The setting is required for server startup, so after upgrading or patching your server exits during startup (or possibly, all pages fail to load) with an informative log message. You’ll notice quickly, but if you don’t test in a staging environment first, this could result in a lot of user-facing errors.
The setting is given a default that is acceptable for most deployments, but not all, so there’s a chance you’ll just have buggy-seeming behavior (potentially user-facing misbehavior) after upgrading or patching.
My preference would be that if there is no value explicitly set, a default value is used and a warning is sent to the administrators (e.g. using django.core.mail.mail_admins). However I’m not sure that the platform has a mechanism for sending notices to administrators that’s going to work across most deployment strategies? So another option that I would suggest is to include a django migration that raises an error if the setting is not set, but otherwise the system will work and a default is used. That way, there are no direct user visible errors but the sysadmins who are deploying the security update will definitely notice a failed database migration.

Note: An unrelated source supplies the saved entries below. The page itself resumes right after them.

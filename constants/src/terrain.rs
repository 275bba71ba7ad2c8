/// Edge length of the square terrain plane in world units
pub const TERRAIN_SIZE: f32 = 100.0;

/// Subdivisions along each edge of the terrain plane
pub const TERRAIN_SEGMENTS: u32 = 128;

/// Spatial frequency of the rolling height field
pub const HEIGHT_FREQUENCY: f32 = 0.02;

/// Peak displacement of the height field, heights stay within [-A, A]
pub const HEIGHT_AMPLITUDE: f32 = 1.5;

/// Vertical offset applied to the whole terrain entity
pub const TERRAIN_OFFSET_Y: f32 = -0.1;

/// Base colour multiplied with the per-vertex band colours (#5d8a68)
pub const TERRAIN_BASE_COLOUR: [u8; 3] = [0x5d, 0x8a, 0x68];
pub const TERRAIN_ROUGHNESS: f32 = 0.9;
pub const TERRAIN_METALLIC: f32 = 0.1;

/// Uniform scale ranges for scattered props
pub const TREE_SCALE_RANGE: (f32, f32) = (0.8, 1.2);
pub const ROCK_SCALE_RANGE: (f32, f32) = (0.5, 1.0);
//! Procedural height-displaced terrain with per-vertex colour bands
use bevy::asset::RenderAssetUsages;
use bevy::prelude::*;
use bevy::render::mesh::{Indices, PrimitiveTopology};
use bevy_rapier3d::prelude::{Collider, RigidBody};

use constants::band::{BAND_MAP, BandInfo};
use constants::coordinate_system::transform_coordinates;
use constants::terrain::{
    HEIGHT_AMPLITUDE, HEIGHT_FREQUENCY, TERRAIN_BASE_COLOUR, TERRAIN_METALLIC, TERRAIN_OFFSET_Y,
    TERRAIN_ROUGHNESS,
};

use crate::engine::assets::scene_config::TerrainConfig;
use crate::engine::core::app_state::SceneEntity;
use crate::engine::core::error::SceneError;
use crate::tools::interaction::on_terrain_click;

#[derive(Component)]
pub struct Terrain;

/// Rolling height field, a pure function of the plane-local coordinates.
pub fn terrain_height(x: f32, y: f32) -> f32 {
    (x * HEIGHT_FREQUENCY).sin() * (y * HEIGHT_FREQUENCY).cos() * HEIGHT_AMPLITUDE
}

/// Colour band for a height. Thresholds are strict and checked highest first.
pub fn band_for_height(height: f32) -> &'static BandInfo {
    BAND_MAP
        .iter()
        .find(|band| band.threshold.is_none_or(|threshold| height > threshold))
        .unwrap_or(&BAND_MAP[BAND_MAP.len() - 1])
}

#[derive(Debug, Clone, Copy, PartialEq)]
pub struct TerrainVertex {
    pub x: f32,
    pub y: f32,
    pub height: f32,
    pub rgb: [f32; 3],
}

impl TerrainVertex {
    pub fn world_position(&self) -> [f32; 3] {
        transform_coordinates(self.x, self.y, self.height)
    }
}

/// Plane-local terrain grid plus its triangulation.
#[derive(Debug, Clone)]
pub struct TerrainMesh {
    pub vertices: Vec<TerrainVertex>,
    pub indices: Vec<[u32; 3]>,
}

/// Build a `size x size` grid with `segments` cells per side.
///
/// Rows run from `y = +size/2` down to `-size/2`, columns from `x = -size/2`
/// to `+size/2`. Each cell contributes two counter-clockwise triangles, so the
/// surface faces up once the plane is laid flat.
pub fn generate_terrain(size: f32, segments: u32) -> TerrainMesh {
    let half = size / 2.0;
    let grid = segments + 1;
    let step = size / segments as f32;

    let mut vertices = Vec::with_capacity((grid * grid) as usize);
    for iy in 0..grid {
        let y = half - iy as f32 * step;
        for ix in 0..grid {
            let x = ix as f32 * step - half;
            let height = terrain_height(x, y);
            vertices.push(TerrainVertex {
                x,
                y,
                height,
                rgb: band_for_height(height).rgb,
            });
        }
    }

    let mut indices = Vec::with_capacity((segments * segments * 2) as usize);
    for iy in 0..segments {
        for ix in 0..segments {
            let a = ix + grid * iy;
            let b = ix + grid * (iy + 1);
            let c = (ix + 1) + grid * (iy + 1);
            let d = (ix + 1) + grid * iy;
            indices.push([a, b, d]);
            indices.push([b, c, d]);
        }
    }

    TerrainMesh { vertices, indices }
}

impl TerrainMesh {
    pub fn world_positions(&self) -> Vec<[f32; 3]> {
        self.vertices.iter().map(TerrainVertex::world_position).collect()
    }

    pub fn to_mesh(&self) -> Mesh {
        let colours: Vec<[f32; 4]> = self
            .vertices
            .iter()
            .map(|v| [v.rgb[0], v.rgb[1], v.rgb[2], 1.0])
            .collect();
        let indices: Vec<u32> = self.indices.iter().flatten().copied().collect();

        let mut mesh = Mesh::new(PrimitiveTopology::TriangleList, RenderAssetUsages::default())
            .with_inserted_attribute(Mesh::ATTRIBUTE_POSITION, self.world_positions())
            .with_inserted_attribute(Mesh::ATTRIBUTE_COLOR, colours)
            .with_inserted_indices(Indices::U32(indices));
        mesh.compute_smooth_normals();
        mesh
    }

    /// Vertex count per colour band, in band order.
    pub fn band_coverage(&self) -> Vec<(&'static str, usize)> {
        BAND_MAP
            .iter()
            .map(|band| {
                let count = self
                    .vertices
                    .iter()
                    .filter(|v| std::ptr::eq(band_for_height(v.height), band))
                    .count();
                (band.name, count)
            })
            .collect()
    }

    /// Fixed trimesh collider with the exact render triangulation.
    pub fn collider(&self) -> Result<Collider, SceneError> {
        let vertices = self.world_positions().into_iter().map(Vec3::from).collect();
        Collider::trimesh(vertices, self.indices.clone())
            .map_err(|err| SceneError::TerrainCollider(format!("{err:?}")))
    }
}

pub fn spawn_terrain(
    commands: &mut Commands,
    meshes: &mut Assets<Mesh>,
    materials: &mut Assets<StandardMaterial>,
    config: &TerrainConfig,
) -> Result<Entity, SceneError> {
    let terrain = generate_terrain(config.size, config.segments);
    let collider = terrain.collider()?;

    let [r, g, b] = TERRAIN_BASE_COLOUR;
    let material = materials.add(StandardMaterial {
        base_color: Color::srgb_u8(r, g, b),
        perceptual_roughness: TERRAIN_ROUGHNESS,
        metallic: TERRAIN_METALLIC,
        ..default()
    });

    let entity = commands
        .spawn((
            Terrain,
            SceneEntity,
            Name::new("Terrain"),
            Mesh3d(meshes.add(terrain.to_mesh())),
            MeshMaterial3d(material),
            Transform::from_xyz(0.0, TERRAIN_OFFSET_Y, 0.0),
            RigidBody::Fixed,
            collider,
        ))
        .observe(on_terrain_click)
        .id();

    info!(
        "Terrain generated: {} vertices, {} triangles, bands {:?}",
        terrain.vertices.len(),
        terrain.indices.len(),
        terrain.band_coverage()
    );
    Ok(entity)
}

Barring such options, I would go for making the setting required. I think that large/critical deployments always have staging instances and rollout procedures exactly for this reason.
I was about to say that my preferred option is to have the web app crash when the setting is missing, but then I really like @braden’s suggestion to crash a migration instead. This makes it crystal clear to system administrators that a new setting is required, and yet the platform remains available for users.
On the other hand, this behaviour is not quite consistent with the way other settings are handled in Django. The Django SECRET_KEY is one example of a setting for which “bad” values will crash the platform: Settings | Django documentation | Django
So I suggest we take a similar route: define an empty value as default, then crash at runtime if the value is empty.